Companies to conduct own checks on pollution
SOME OF Britain's worst polluters will monitor their own discharges into rivers as part of a shift in surveillance responsibility from the National Rivers Authority to Her Majesty's Inspectorate of Pollution, writes Steve Connor.
The Department of the Environment said the changes already applied to effluent discharges from combustion plants and will be extended over the next four years. Under the new scheme, firms will routinely monitor their own effluent for toxic chemicals.
The pollution inspectorate will carry out random spot checks to verify a company's samples.
The new measures are part of the Department of the Environment's policy of 'integrated pollution control', where many of the powers of the rivers authority to control and monitor water pollution are transferred to the inspectorate, which has a much smaller monitoring team.
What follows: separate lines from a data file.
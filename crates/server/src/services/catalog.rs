//! Catalog service: public product listing and catalog administration.

use chrono::{DateTime, Utc};
use local_market_core::catalog::{Category, InventoryUpdate, Product, ProductDraft, ProductPatch};
use local_market_core::order::Actor;
use local_market_core::{
    CategoryId, DomainError, ErrorCode, Money, ProductId, ProductStatus,
};
use serde::{Deserialize, Serialize};
use sqlx::PgConnection;
use tracing::{info, instrument};

use crate::db::audit::{self, AuditEntry};
use crate::db::{CategoryRepository, ProductRepository, RepositoryError, catalog};
use crate::error::AppError;
use crate::state::AppState;

const AUDIT_ENTITY_PRODUCT: &str = "PRODUCT";

/// A product as customers see it.
#[derive(Debug, Clone, PartialEq, Eq, Serialize)]
pub struct ProductView {
    pub id: ProductId,
    pub category_id: Option<CategoryId>,
    pub name: String,
    pub description: Option<String>,
    pub origin_country: Option<String>,
    pub storage_method: Option<String>,
    pub unit_label: String,
    pub is_weight_item: bool,
    pub base_price: Money,
    pub sale_price: Option<Money>,
    pub effective_price: Money,
    pub status: ProductStatus,
    pub available_qty: i32,
    pub max_per_order: i32,
    pub updated_at: DateTime<Utc>,
}

impl From<&Product> for ProductView {
    fn from(p: &Product) -> Self {
        Self {
            id: p.id,
            category_id: p.category_id,
            name: p.name.clone(),
            description: p.description.clone(),
            origin_country: p.origin_country.clone(),
            storage_method: p.storage_method.clone(),
            unit_label: p.unit_label.clone(),
            is_weight_item: p.is_weight_item,
            base_price: p.base_price,
            sale_price: p.sale_price.filter(|s| *s < p.base_price),
            effective_price: p.effective_price(),
            status: p.status,
            available_qty: p.available().max(0),
            max_per_order: p.max_per_order,
            updated_at: p.updated_at,
        }
    }
}

/// Public catalog filters.
#[derive(Debug, Clone, Default, Deserialize)]
pub struct ProductQuery {
    #[serde(default)]
    pub category_id: Option<CategoryId>,
    #[serde(default, alias = "q")]
    pub search: Option<String>,
}

fn product_not_found() -> DomainError {
    DomainError::new(ErrorCode::ProductNotFound, "product not found")
}

/// Map storage outcomes of a product write onto catalog error codes.
fn product_write_error(e: RepositoryError) -> AppError {
    match e {
        RepositoryError::NotFound => product_not_found().into(),
        RepositoryError::Conflict(_) => {
            DomainError::new(ErrorCode::DuplicateSku, "a product with this SKU already exists")
                .into()
        }
        other => other.into(),
    }
}

/// Catalog reads and writes.
pub struct CatalogService<'a> {
    state: &'a AppState,
}

impl<'a> CatalogService<'a> {
    /// Create a new catalog service.
    #[must_use]
    pub const fn new(state: &'a AppState) -> Self {
        Self { state }
    }

    /// Active categories in display order.
    ///
    /// # Errors
    ///
    /// Returns a database error.
    pub async fn categories(&self) -> Result<Vec<Category>, AppError> {
        Ok(CategoryRepository::new(self.state.pool()).list_active().await?)
    }

    /// Visible products matching `query`.
    ///
    /// # Errors
    ///
    /// Returns a database error.
    pub async fn list_public(&self, query: &ProductQuery) -> Result<Vec<ProductView>, AppError> {
        let search = query.search.as_deref().map(str::trim).filter(|s| !s.is_empty());
        let products = ProductRepository::new(self.state.pool())
            .list_visible(query.category_id, search)
            .await?;
        Ok(products.iter().map(ProductView::from).collect())
    }

    /// One visible product.
    ///
    /// # Errors
    ///
    /// `PRODUCT_NOT_FOUND` for missing or hidden products.
    pub async fn get_public(&self, id: ProductId) -> Result<ProductView, AppError> {
        let product = ProductRepository::new(self.state.pool())
            .get_by_id(id)
            .await?
            .filter(|p| p.is_visible)
            .ok_or_else(product_not_found)?;
        Ok(ProductView::from(&product))
    }

    /// Every product not soft-deleted, with stock details.
    ///
    /// # Errors
    ///
    /// Returns a database error.
    pub async fn list_admin(&self) -> Result<Vec<Product>, AppError> {
        Ok(ProductRepository::new(self.state.pool()).list_admin().await?)
    }

    /// Create a product.
    ///
    /// # Errors
    ///
    /// `INVALID_REQUEST` or `INVALID_PRICE` for a bad draft, `DUPLICATE_SKU`
    /// if the SKU is taken.
    #[instrument(skip(self, draft, actor), fields(sku = %draft.sku, admin = %actor.id))]
    pub async fn create(&self, draft: ProductDraft, actor: &Actor) -> Result<Product, AppError> {
        let draft = ProductDraft {
            name: draft.name.trim().to_owned(),
            sku: draft.sku.trim().to_owned(),
            ..draft
        };
        draft.validate()?;
        let now = self.state.now();

        let mut tx = self.state.pool().begin().await?;
        let product = catalog::insert(&mut *tx, &draft, now)
            .await
            .map_err(product_write_error)?;
        audit_product(&mut *tx, actor, &product, "PRODUCT_CREATED", now).await?;
        tx.commit().await?;

        info!(product_id = %product.id, "Product created");
        Ok(product)
    }

    /// Apply a partial update; the merged product is validated as a whole.
    ///
    /// # Errors
    ///
    /// `PRODUCT_NOT_FOUND`, the draft checks, or `DUPLICATE_SKU`.
    #[instrument(skip(self, patch, actor), fields(admin = %actor.id))]
    pub async fn update(
        &self,
        id: ProductId,
        patch: ProductPatch,
        actor: &Actor,
    ) -> Result<Product, AppError> {
        let now = self.state.now();
        let mut tx = self.state.pool().begin().await?;

        let current = catalog::lock(&mut *tx, id)
            .await?
            .ok_or_else(product_not_found)?;
        let draft = patch.merge(&current)?;
        let product = catalog::update(&mut *tx, id, &draft, now)
            .await
            .map_err(product_write_error)?;
        audit_product(&mut *tx, actor, &product, "PRODUCT_UPDATED", now).await?;
        tx.commit().await?;

        info!(product_id = %id, "Product updated");
        Ok(product)
    }

    /// Hide a product and pause it. Order history keeps referring to it.
    ///
    /// # Errors
    ///
    /// `PRODUCT_NOT_FOUND`.
    #[instrument(skip(self, actor), fields(admin = %actor.id))]
    pub async fn delete(&self, id: ProductId, actor: &Actor) -> Result<(), AppError> {
        let now = self.state.now();
        let mut tx = self.state.pool().begin().await?;

        catalog::soft_delete(&mut *tx, id, now)
            .await
            .map_err(product_write_error)?;
        audit::record(
            &mut *tx,
            &AuditEntry {
                actor,
                entity_type: AUDIT_ENTITY_PRODUCT,
                entity_id: id.to_string(),
                action: "PRODUCT_DELETED".to_string(),
                payload: serde_json::json!({ "product_id": id }),
            },
            now,
        )
        .await?;
        tx.commit().await?;

        info!(product_id = %id, "Product deleted");
        Ok(())
    }

    /// Set stock and the per-order cap.
    ///
    /// # Errors
    ///
    /// `INVALID_REQUEST` for out-of-range values, `PRODUCT_NOT_FOUND`.
    #[instrument(skip(self, actor), fields(admin = %actor.id))]
    pub async fn set_inventory(
        &self,
        id: ProductId,
        update: InventoryUpdate,
        actor: &Actor,
    ) -> Result<Product, AppError> {
        update.validate()?;
        let now = self.state.now();
        let mut tx = self.state.pool().begin().await?;

        let product = catalog::set_inventory(&mut *tx, id, &update, now)
            .await
            .map_err(product_write_error)?;
        audit_product(&mut *tx, actor, &product, "INVENTORY_UPDATED", now).await?;
        tx.commit().await?;

        info!(product_id = %id, stock_qty = update.stock_qty, "Inventory updated");
        Ok(product)
    }
}

async fn audit_product(
    conn: &mut PgConnection,
    actor: &Actor,
    product: &Product,
    action: &str,
    now: DateTime<Utc>,
) -> Result<(), AppError> {
    audit::record(
        conn,
        &AuditEntry {
            actor,
            entity_type: AUDIT_ENTITY_PRODUCT,
            entity_id: product.id.to_string(),
            action: action.to_string(),
            payload: serde_json::to_value(product).map_err(|e| AppError::Internal(e.to_string()))?,
        },
        now,
    )
    .await?;
    Ok(())
}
Environmental groups criticised the move because the rivers authority has earned itself a track record in pursuing polluters. It took 282 incidents to court in 1990 and secured convictions in 272 of them. This compares with just nine companies prosecuted by the pollution inspectorate between 1987 and 1991.
Tim Birch, water pollution campaigner at Greenpeace, said: 'The performance of the pollution inspectorate is nothing short of appalling. Asking polluters to police themselves is ridiculous . . . We are now back to a situation where industry is both poacher and gamekeeper.'
A spokeswoman for the Department of the Environment said that the pollution inspectorate would still be the overseeing body for monitoring water discharges.